Urine POCT studies are limited and, of those available, there is considerable variation in how the urine screening tests are performed: such testing is often in conjunction with other physical assessments, the review of symptoms, and laboratory testing. The interpretation of results depends on proper collection procedures and testing methods. Additionally, it is important to consider specificity and sensitivity and the NPV and PPV for the POC urine test used at the practice site because of variability between devices.11
Hepatitis C Virus
Use in Pharmacy
An estimated 2.4 million people in the United States are infected with HCV, and nearly half of infected individuals are unaware of their infection because they are asymptomatic.47-49 The CDC estimates suggest there were nearly 44,700 new infections in 2017.50 Studies demonstrate that testing adults for HCV is cost effective in a variety of outpatient pharmacy settings and can facilitate linkage to care.51
Clinic models that are led by pharmacists or models in which they assist in care provide accessible and effective alternatives for providing outpatient HCV care.52 Given the accessibility of pharmacists, training pharmacists on the application and proper use of screening for HCV with CLIA-waived POC tests can have a significant impact on public health efforts, increasing the number of people getting tested, especially those at high risk (eg, younger patients using illicit intravenous drugs) who are not receiving care.17,53 Pharmacist-directed CLIA-waived POCT efforts can increase the linkage to care (eg, follow-up assessment with providers, medicine distribution, and access to medication assistance programs) and expand access to appropriate counseling services and community resources.17,53 Such efforts can also enhance collection of prevalence and surveillance data to help resources reach targeted at-risk populations.

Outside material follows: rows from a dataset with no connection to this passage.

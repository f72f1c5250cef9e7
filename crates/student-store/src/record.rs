use chrono::{DateTime, Utc};
use serde::{Deserialize, Serialize};

use crate::{CourseId, StudentId};

/// A course in the catalog.
#[derive(Debug, Clone, PartialEq, Eq, Serialize, Deserialize)]
pub struct CourseRecord {
    pub id: CourseId,
    pub name: String,
    pub credits: i32,
}

/// A stored enrollment. Its position in [`StudentRecord::enrollments`] is
/// its order within the student.
#[derive(Debug, Clone, PartialEq, Eq, Serialize, Deserialize)]
pub struct EnrollmentRecord {
    pub course: CourseRecord,
    /// Grade letter as text (`"A"` .. `"F"`).
    pub grade: String,
}

/// Audit entry left behind when an enrollment is removed.
#[derive(Debug, Clone, PartialEq, Eq, Serialize, Deserialize)]
pub struct DisenrollmentRecord {
    pub course: CourseRecord,
    pub comment: String,
    pub disenrolled_at: DateTime<Utc>,
}

/// A student together with everything the student owns.
#[derive(Debug, Clone, PartialEq, Eq, Serialize, Deserialize)]
pub struct StudentRecord {
    /// `None` until the record is first committed.
    pub id: Option<StudentId>,
    pub name: String,
    pub email: String,
    pub enrollments: Vec<EnrollmentRecord>,
    pub disenrollments: Vec<DisenrollmentRecord>,
}

impl StudentRecord {
    /// Creates a record for a student that has not been persisted yet.
    pub fn new(name: impl Into<String>, email: impl Into<String>) -> Self {
        Self {
            id: None,
            name: name.into(),
            email: email.into(),
            enrollments: Vec::new(),
            disenrollments: Vec::new(),
        }
    }

    /// Returns true if the record has never been committed.
    pub fn is_new(&self) -> bool {
        self.id.is_none()
    }
}
use std::collections::{BTreeMap, HashMap};
use std::sync::Arc;

use async_trait::async_trait;
use tokio::sync::RwLock;

use crate::{
    CourseId, CourseRecord, Result, StoreError, StudentId, StudentRecord,
    store::{CommitSummary, Database, UnitOfWork, validate_student_record},
};

#[derive(Debug, Default)]
struct Tables {
    students: BTreeMap<StudentId, StudentRecord>,
    courses: HashMap<String, CourseRecord>,
    last_student_id: i64,
    last_course_id: i64,
    fail_on_commit: bool,
}

/// In-memory database for tests and local runs.
///
/// Provides the same unit-of-work semantics as the PostgreSQL
/// implementation: writes are staged and applied under a single write lock.
#[derive(Debug, Clone, Default)]
pub struct InMemoryDatabase {
    tables: Arc<RwLock<Tables>>,
}

impl InMemoryDatabase {
    /// Creates a new empty database.
    pub fn new() -> Self {
        Self::default()
    }

    /// Creates a database whose catalog holds the given `(name, credits)` courses.
    pub async fn with_courses<'a>(courses: impl IntoIterator<Item = (&'a str, i32)>) -> Self {
        let db = Self::new();
        for (name, credits) in courses {
            db.add_course(name, credits).await;
        }
        db
    }

    /// Adds a course to the catalog, replacing any course with the same name.
    pub async fn add_course(&self, name: impl Into<String>, credits: i32) -> CourseRecord {
        let mut tables = self.tables.write().await;
        tables.last_course_id += 1;
        let course = CourseRecord {
            id: CourseId::new(tables.last_course_id),
            name: name.into(),
            credits,
        };
        tables.courses.insert(course.name.clone(), course.clone());
        course
    }

    /// Returns the number of committed students.
    pub async fn student_count(&self) -> usize {
        self.tables.read().await.students.len()
    }

    /// Returns a copy of every committed student, ordered by id.
    pub async fn students(&self) -> Vec<StudentRecord> {
        self.tables.read().await.students.values().cloned().collect()
    }

    /// Makes every following commit fail until reset.
    pub async fn set_fail_on_commit(&self, fail: bool) {
        self.tables.write().await.fail_on_commit = fail;
    }

    /// Removes all students and courses.
    pub async fn clear(&self) {
        *self.tables.write().await = Tables::default();
    }
}

#[async_trait]
impl Database for InMemoryDatabase {
    type UnitOfWork = InMemoryUnitOfWork;

    async fn begin(&self) -> Result<Self::UnitOfWork> {
        Ok(InMemoryUnitOfWork {
            tables: Arc::clone(&self.tables),
            staged: Vec::new(),
        })
    }
}

#[derive(Debug)]
enum Staged {
    Save(StudentRecord),
    Delete(StudentId),
}

/// Unit of work over an [`InMemoryDatabase`].
///
/// Reads observe committed state only.
#[derive(Debug)]
pub struct InMemoryUnitOfWork {
    tables: Arc<RwLock<Tables>>,
    staged: Vec<Staged>,
}

impl InMemoryUnitOfWork {
    /// Returns the number of writes waiting for commit.
    pub fn staged_count(&self) -> usize {
        self.staged.len()
    }
}

#[async_trait]
impl UnitOfWork for InMemoryUnitOfWork {
    async fn student_by_id(&mut self, id: StudentId) -> Result<Option<StudentRecord>> {
        Ok(self.tables.read().await.students.get(&id).cloned())
    }

    async fn all_students(&mut self) -> Result<Vec<StudentRecord>> {
        Ok(self.tables.read().await.students.values().cloned().collect())
    }

    async fn course_by_name(&mut self, name: &str) -> Result<Option<CourseRecord>> {
        Ok(self.tables.read().await.courses.get(name).cloned())
    }

    async fn save_student(&mut self, student: StudentRecord) -> Result<()> {
        validate_student_record(&student)?;
        self.staged.push(Staged::Save(student));
        Ok(())
    }

    async fn delete_student(&mut self, id: StudentId) -> Result<()> {
        self.staged.push(Staged::Delete(id));
        Ok(())
    }

    async fn commit(self) -> Result<CommitSummary> {
        let mut tables = self.tables.write().await;

        if tables.fail_on_commit {
            return Err(StoreError::CommitRejected(
                "commits are disabled".to_string(),
            ));
        }

        // Check every staged write before touching the tables so that a
        // failing write leaves nothing applied.
        let mut live: Vec<StudentId> = tables.students.keys().copied().collect();
        for write in &self.staged {
            match write {
                Staged::Save(StudentRecord { id: Some(id), .. }) if !live.contains(id) => {
                    return Err(StoreError::StudentNotFound(*id));
                }
                Staged::Delete(id) => {
                    let Some(pos) = live.iter().position(|existing| existing == id) else {
                        return Err(StoreError::StudentNotFound(*id));
                    };
                    live.remove(pos);
                }
                Staged::Save(_) => {}
            }
        }

        let mut summary = CommitSummary::default();
        for write in self.staged {
            match write {
                Staged::Save(mut student) => {
                    let id = match student.id {
                        Some(id) => id,
                        None => {
                            tables.last_student_id += 1;
                            StudentId::new(tables.last_student_id)
                        }
                    };
                    student.id = Some(id);
                    tables.students.insert(id, student);
                    summary.saved.push(id);
                }
                Staged::Delete(id) => {
                    tables.students.remove(&id);
                    summary.deleted += 1;
                }
            }
        }

        tracing::debug!(
            saved = summary.saved.len(),
            deleted = summary.deleted,
            "in-memory unit of work committed"
        );
        Ok(summary)
    }
}
//! Command and query contracts.

use async_trait::async_trait;

use crate::error::CommandError;

/// Outcome of a command: success without payload, or a failure message.
pub type CommandResult = Result<(), CommandError>;

pub(crate) mod sealed {
    /// Restricts [`super::Message`] to the message types defined in this crate.
    ///
    /// Implemented only by the `message_catalog!` invocation in
    /// [`crate::dispatch`], which also lists the type in the catalog that
    /// [`crate::MessagesBuilder::build`] checks.
    pub trait Sealed {}
}

/// A value describing an intended state change or read.
///
/// Messages are plain immutable data; handlers carry all behaviour.
pub trait Message: sealed::Sealed + Send + 'static {
    /// What handling the message produces.
    type Output: Send;

    /// Message name used in logs and metrics.
    const NAME: &'static str;
}

/// A message that changes state.
pub trait Command: Message<Output = CommandResult> {}

/// A message that only reads state.
pub trait Query: Message {}

/// Handler for messages of type `M`.
///
/// Expected business failures are returned in `M::Output`, never raised.
#[async_trait]
pub trait Handler<M: Message>: Send + Sync {
    async fn handle(&self, message: M) -> M::Output;
}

Determining Appropriate Testing Candidates
Guidelines for HCV testing have evolved as HCV shifted from a chronic infection to a curable disease. Current guidelines recommend routine, one-time testing for all adults and risk-based testing for patients younger than 18 years. Periodic repeat testing can be performed in all individuals who are at increased risk of or have been exposed to HCV. Pharmacists can identify individuals for testing based upon risk behaviors or exposures and other conditions or circumstances outlined in the national guidelines.54
Application of Hepatitis C Virus Point-of-Care Testing in Practice
In 2013, the CDC recommended that the testing sequence for current active hepatitis C infection begin with testing for the HCV antibody, including use of the rapid POC assay prior to further HCV RNA testing and linkage to care. A positive HCV antibody test does not distinguish whether the patient currently has acute or chronic active HCV infection or a past infection that has resolved. Therefore, to confirm active infection, individuals testing positive must have a follow-up HCV RNA PCR test to detect HCV viremia, which informs management and treatment decisions.54 Persons with a negative screening are considered not infected and do not need further evaluation unless they have a known risk factor.54 Thus, CLIA-waived POCT for HCV offers potential savings in healthcare expense as well as the opportunity to educate patients on risk factors.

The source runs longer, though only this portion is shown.